(Stored data entries)
Start of Block
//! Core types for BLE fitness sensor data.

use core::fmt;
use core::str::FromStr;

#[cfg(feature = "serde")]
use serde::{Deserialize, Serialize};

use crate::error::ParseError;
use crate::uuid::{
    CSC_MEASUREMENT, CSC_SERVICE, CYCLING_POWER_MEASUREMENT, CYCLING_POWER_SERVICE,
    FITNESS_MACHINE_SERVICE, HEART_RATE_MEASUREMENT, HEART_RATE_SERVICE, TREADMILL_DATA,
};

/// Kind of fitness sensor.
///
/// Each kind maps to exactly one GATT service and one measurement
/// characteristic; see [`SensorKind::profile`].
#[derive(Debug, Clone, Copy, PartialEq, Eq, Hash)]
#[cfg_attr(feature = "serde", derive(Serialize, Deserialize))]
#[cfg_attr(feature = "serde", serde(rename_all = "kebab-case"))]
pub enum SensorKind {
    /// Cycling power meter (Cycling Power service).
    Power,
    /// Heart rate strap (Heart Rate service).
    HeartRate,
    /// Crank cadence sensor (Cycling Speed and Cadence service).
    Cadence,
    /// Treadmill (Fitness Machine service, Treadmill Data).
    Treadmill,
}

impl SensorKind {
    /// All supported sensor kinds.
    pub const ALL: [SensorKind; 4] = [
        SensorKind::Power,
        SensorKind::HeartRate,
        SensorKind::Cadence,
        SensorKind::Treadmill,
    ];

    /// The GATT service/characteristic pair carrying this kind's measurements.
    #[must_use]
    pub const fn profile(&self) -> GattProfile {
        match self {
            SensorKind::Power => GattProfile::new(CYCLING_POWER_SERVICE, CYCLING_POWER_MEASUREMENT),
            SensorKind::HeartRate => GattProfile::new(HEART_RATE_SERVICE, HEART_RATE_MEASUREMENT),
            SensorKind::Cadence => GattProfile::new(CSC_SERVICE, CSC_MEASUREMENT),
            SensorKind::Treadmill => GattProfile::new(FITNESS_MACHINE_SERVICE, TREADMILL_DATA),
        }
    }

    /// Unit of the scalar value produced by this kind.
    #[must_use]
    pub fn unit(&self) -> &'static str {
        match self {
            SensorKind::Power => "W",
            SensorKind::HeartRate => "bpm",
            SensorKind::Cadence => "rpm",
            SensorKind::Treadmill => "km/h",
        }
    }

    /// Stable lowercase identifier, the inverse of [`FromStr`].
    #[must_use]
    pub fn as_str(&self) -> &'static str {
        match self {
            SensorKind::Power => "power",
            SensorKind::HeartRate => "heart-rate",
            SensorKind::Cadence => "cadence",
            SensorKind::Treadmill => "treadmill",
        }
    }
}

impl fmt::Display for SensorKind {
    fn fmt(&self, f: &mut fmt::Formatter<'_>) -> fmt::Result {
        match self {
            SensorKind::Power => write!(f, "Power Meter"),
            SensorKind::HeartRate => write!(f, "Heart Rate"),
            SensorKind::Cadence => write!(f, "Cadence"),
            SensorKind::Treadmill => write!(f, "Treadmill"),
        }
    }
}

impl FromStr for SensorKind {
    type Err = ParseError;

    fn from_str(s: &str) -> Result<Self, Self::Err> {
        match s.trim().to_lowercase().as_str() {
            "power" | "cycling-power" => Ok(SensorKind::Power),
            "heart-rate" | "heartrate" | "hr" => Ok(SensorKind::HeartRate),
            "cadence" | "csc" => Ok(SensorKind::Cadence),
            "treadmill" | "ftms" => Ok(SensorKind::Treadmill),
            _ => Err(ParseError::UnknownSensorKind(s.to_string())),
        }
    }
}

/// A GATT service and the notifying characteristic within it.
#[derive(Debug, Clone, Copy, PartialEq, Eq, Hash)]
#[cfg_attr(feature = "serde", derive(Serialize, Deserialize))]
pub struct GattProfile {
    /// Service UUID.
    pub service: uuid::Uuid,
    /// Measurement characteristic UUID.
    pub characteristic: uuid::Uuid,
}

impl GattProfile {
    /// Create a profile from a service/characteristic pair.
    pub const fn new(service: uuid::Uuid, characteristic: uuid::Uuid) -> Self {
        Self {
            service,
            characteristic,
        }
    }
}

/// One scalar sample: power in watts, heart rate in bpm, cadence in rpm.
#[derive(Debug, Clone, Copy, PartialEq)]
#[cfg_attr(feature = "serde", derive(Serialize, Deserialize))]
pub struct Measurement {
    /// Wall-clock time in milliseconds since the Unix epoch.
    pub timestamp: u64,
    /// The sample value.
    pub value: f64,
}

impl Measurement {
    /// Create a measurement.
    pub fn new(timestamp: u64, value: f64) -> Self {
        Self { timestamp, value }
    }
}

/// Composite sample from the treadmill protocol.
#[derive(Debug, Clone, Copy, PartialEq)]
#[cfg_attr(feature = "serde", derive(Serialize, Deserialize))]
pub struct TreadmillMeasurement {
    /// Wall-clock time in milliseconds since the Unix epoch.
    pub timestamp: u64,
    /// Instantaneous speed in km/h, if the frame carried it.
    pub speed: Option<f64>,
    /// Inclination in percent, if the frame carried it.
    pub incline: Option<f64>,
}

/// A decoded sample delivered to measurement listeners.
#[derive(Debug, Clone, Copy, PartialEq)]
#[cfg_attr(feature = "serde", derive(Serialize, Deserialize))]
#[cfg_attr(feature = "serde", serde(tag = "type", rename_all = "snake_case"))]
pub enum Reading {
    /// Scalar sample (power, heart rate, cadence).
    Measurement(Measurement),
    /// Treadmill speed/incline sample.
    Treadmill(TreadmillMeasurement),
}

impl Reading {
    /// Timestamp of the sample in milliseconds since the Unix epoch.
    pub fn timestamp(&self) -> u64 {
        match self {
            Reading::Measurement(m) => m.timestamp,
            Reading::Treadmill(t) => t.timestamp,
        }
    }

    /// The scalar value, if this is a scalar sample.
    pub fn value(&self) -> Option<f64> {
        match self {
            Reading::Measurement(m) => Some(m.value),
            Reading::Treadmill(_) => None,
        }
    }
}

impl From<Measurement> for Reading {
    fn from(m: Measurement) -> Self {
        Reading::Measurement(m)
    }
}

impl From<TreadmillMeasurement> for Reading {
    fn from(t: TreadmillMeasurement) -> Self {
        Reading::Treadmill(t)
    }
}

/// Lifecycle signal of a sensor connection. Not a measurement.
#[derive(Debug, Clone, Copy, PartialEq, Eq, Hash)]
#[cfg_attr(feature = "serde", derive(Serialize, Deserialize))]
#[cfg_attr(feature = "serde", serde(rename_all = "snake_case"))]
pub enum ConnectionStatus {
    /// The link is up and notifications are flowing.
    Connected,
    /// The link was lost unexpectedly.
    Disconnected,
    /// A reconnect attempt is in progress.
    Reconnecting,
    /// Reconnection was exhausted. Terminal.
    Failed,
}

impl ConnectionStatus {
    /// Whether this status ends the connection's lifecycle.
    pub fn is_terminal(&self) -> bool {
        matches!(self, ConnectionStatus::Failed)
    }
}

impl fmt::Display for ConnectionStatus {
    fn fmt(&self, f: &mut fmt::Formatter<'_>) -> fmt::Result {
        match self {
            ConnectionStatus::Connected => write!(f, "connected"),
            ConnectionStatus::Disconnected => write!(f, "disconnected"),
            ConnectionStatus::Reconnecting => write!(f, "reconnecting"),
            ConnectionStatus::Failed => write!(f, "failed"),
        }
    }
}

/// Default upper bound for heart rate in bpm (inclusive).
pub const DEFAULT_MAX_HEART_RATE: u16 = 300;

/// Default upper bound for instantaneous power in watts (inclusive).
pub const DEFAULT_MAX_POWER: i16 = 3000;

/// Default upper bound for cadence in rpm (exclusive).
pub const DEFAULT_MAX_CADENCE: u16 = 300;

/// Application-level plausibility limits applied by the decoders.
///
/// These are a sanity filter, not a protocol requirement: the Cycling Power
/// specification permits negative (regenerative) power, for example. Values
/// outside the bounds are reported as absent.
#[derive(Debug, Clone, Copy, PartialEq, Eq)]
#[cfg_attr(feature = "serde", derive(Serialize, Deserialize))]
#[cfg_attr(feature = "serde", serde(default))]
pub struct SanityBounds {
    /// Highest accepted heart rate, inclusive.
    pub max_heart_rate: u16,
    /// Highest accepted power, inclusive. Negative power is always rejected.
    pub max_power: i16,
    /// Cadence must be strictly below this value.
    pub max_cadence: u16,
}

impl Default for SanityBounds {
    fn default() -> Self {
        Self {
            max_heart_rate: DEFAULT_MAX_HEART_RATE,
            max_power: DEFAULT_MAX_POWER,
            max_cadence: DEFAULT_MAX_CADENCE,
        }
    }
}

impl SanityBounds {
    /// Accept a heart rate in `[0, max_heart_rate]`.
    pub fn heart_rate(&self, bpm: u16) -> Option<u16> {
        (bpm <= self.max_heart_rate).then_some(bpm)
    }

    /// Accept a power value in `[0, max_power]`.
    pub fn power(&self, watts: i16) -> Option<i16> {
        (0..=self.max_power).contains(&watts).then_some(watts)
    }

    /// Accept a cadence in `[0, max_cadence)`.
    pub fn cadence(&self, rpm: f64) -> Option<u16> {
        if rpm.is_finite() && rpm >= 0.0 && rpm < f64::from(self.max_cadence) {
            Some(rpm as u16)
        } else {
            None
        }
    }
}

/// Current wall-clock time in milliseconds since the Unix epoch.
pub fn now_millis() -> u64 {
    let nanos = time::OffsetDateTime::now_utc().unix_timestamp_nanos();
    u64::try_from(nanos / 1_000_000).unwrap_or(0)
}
End of Block
* **REQUIREMENT**
Show all lines above holding "carried".

* **EXPECTED OUTPUT**
    /// Instantaneous speed in km/h, if the frame carried it.
    /// Inclination in percent, if the frame carried it.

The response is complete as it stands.